━━ Data to process ━━

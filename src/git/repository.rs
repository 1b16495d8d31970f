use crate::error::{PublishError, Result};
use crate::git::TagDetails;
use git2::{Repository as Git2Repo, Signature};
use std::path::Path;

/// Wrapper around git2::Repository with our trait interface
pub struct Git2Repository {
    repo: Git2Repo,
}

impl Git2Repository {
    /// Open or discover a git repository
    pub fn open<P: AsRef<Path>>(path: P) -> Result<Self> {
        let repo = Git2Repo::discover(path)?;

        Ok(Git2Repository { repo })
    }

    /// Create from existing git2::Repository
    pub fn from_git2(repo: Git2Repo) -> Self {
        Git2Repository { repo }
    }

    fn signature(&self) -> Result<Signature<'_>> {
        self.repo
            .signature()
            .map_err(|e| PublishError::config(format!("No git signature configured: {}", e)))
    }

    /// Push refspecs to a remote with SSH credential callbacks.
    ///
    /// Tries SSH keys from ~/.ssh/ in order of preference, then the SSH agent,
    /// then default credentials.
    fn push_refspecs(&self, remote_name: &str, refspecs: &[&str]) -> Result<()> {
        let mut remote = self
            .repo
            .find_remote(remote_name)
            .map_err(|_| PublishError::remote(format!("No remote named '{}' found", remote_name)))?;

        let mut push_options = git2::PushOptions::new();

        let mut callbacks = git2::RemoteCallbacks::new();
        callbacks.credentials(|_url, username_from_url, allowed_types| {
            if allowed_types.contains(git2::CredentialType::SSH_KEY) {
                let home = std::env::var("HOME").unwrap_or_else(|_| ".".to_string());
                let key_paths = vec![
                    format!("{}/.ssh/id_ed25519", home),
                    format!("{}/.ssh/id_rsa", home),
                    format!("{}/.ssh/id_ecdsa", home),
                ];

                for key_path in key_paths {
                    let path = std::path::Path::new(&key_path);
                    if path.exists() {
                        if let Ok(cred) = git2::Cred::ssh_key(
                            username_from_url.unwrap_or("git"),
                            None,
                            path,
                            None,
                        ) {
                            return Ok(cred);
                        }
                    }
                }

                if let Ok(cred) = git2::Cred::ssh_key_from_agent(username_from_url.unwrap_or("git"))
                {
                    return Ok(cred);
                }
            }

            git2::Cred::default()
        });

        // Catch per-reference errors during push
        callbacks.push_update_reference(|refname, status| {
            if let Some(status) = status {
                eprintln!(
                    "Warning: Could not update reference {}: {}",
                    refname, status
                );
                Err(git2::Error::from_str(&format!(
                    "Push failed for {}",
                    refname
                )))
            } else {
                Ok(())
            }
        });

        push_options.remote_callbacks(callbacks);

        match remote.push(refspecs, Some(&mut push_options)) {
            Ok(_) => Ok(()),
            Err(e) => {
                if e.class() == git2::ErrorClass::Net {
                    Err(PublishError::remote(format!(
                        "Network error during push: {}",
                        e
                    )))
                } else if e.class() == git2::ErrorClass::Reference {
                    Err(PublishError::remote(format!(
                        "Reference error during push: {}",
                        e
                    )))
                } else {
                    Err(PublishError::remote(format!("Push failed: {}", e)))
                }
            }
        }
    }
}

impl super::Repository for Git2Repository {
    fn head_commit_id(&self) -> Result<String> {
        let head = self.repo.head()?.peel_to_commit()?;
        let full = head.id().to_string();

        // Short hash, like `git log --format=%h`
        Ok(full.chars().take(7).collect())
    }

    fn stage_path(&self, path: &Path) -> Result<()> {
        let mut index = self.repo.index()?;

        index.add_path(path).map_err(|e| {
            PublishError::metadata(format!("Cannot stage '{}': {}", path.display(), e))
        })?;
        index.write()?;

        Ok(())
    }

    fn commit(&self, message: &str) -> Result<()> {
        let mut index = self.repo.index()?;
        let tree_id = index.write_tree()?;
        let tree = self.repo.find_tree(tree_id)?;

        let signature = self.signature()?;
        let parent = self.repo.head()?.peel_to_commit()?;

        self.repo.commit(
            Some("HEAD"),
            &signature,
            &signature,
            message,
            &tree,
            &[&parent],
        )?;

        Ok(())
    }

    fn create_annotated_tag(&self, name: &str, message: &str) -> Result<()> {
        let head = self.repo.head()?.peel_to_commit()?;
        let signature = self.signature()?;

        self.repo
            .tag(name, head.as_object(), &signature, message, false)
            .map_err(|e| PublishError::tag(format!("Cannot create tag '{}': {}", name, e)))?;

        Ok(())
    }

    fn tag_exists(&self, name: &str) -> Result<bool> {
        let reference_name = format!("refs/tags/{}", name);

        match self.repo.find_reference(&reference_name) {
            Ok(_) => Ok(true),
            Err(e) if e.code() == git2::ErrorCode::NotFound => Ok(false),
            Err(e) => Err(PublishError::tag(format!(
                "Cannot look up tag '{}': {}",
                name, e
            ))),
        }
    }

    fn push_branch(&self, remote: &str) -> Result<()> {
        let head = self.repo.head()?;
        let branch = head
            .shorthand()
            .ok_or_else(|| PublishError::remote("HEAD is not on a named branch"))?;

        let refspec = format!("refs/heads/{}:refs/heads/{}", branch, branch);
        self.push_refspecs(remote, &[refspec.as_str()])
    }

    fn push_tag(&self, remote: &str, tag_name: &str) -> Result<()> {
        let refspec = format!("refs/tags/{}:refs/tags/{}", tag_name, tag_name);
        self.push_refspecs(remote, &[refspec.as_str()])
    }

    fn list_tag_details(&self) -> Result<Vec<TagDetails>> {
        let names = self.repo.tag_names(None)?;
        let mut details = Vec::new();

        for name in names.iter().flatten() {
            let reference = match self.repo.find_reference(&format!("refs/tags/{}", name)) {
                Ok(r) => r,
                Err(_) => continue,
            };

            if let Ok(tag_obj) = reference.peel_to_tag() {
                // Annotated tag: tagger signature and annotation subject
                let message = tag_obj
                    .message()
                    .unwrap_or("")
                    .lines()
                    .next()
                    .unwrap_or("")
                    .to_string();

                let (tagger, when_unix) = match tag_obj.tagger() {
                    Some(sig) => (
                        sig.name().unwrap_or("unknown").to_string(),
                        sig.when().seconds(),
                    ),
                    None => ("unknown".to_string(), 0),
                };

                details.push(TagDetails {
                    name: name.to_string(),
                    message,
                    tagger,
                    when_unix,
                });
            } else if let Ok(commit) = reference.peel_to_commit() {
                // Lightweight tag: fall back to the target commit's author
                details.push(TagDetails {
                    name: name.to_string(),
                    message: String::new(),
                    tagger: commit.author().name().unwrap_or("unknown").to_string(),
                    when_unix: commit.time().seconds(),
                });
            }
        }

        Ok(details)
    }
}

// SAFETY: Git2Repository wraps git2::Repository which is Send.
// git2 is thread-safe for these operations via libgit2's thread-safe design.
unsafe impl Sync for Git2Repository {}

━━━
━━ Data to process ━━

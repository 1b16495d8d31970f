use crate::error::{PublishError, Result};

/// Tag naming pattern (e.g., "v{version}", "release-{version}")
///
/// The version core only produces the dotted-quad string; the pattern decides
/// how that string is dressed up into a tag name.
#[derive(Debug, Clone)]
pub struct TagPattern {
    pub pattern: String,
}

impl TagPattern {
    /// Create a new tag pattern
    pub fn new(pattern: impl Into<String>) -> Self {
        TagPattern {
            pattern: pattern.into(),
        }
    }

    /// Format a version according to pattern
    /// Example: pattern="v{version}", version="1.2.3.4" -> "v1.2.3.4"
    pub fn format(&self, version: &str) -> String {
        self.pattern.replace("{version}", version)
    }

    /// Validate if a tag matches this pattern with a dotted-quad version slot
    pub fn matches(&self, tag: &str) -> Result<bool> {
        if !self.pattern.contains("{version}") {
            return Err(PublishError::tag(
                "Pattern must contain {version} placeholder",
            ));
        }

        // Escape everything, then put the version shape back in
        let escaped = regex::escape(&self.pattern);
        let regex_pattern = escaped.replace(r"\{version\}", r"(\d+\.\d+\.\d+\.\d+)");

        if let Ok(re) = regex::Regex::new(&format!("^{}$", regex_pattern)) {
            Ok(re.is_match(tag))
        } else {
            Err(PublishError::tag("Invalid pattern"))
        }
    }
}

━━━
━━ Data to process ━━

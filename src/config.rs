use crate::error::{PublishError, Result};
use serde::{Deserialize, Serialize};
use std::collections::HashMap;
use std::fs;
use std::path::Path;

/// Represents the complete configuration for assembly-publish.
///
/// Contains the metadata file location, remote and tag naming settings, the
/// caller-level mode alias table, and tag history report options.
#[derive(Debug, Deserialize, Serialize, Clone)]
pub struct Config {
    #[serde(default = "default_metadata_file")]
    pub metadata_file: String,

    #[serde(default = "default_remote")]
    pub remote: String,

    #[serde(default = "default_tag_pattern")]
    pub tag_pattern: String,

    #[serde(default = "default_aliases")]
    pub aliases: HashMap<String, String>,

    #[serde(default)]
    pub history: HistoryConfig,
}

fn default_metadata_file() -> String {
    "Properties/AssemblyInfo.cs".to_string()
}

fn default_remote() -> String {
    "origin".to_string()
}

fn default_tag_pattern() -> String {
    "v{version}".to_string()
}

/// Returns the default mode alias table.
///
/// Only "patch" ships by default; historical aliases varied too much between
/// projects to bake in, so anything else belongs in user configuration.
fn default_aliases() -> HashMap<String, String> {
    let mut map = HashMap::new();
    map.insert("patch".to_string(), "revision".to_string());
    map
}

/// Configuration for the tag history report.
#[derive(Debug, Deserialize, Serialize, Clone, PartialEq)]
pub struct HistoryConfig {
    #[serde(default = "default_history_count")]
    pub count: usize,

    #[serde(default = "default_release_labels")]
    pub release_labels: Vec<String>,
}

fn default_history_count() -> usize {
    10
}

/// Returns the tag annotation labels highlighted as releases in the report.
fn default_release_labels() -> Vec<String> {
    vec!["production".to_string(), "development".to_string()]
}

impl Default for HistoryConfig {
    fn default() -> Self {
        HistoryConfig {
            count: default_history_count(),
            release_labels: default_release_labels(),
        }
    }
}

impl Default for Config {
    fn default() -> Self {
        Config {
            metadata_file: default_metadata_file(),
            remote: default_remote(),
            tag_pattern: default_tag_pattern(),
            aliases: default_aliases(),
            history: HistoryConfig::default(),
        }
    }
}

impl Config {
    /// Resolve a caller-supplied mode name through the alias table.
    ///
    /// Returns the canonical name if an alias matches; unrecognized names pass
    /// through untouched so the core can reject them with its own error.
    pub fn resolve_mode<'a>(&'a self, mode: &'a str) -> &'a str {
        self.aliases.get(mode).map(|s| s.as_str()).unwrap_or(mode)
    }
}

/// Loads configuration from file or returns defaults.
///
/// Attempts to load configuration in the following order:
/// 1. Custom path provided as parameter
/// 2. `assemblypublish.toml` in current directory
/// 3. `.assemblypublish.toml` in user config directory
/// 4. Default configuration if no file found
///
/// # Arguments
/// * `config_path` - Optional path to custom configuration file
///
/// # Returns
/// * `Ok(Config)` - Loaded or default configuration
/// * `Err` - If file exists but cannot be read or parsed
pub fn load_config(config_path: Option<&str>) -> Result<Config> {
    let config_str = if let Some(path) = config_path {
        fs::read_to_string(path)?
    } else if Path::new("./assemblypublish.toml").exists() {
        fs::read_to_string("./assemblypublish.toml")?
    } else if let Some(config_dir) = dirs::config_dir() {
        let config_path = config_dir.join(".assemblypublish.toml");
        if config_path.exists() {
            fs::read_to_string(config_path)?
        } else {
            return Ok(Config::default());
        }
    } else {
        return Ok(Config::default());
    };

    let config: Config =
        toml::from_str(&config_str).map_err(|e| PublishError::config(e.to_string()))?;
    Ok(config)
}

━━━

- **Try it**:
Send back an exact copy of only the lines from the line with "filename src/git/repository.rs" up to and including the line with "a git repository" in the data above.

- **Result below**:
filename src/git/repository.rs
repository 1b16495d8d31970f
use crate::error::{PublishError, Result};
use crate::git::TagDetails;
use git2::{Repository as Git2Repo, Signature};
use std::path::Path;

/// Wrapper around git2::Repository with our trait interface
pub struct Git2Repository {
    repo: Git2Repo,
}

impl Git2Repository {
    /// Open or discover a git repository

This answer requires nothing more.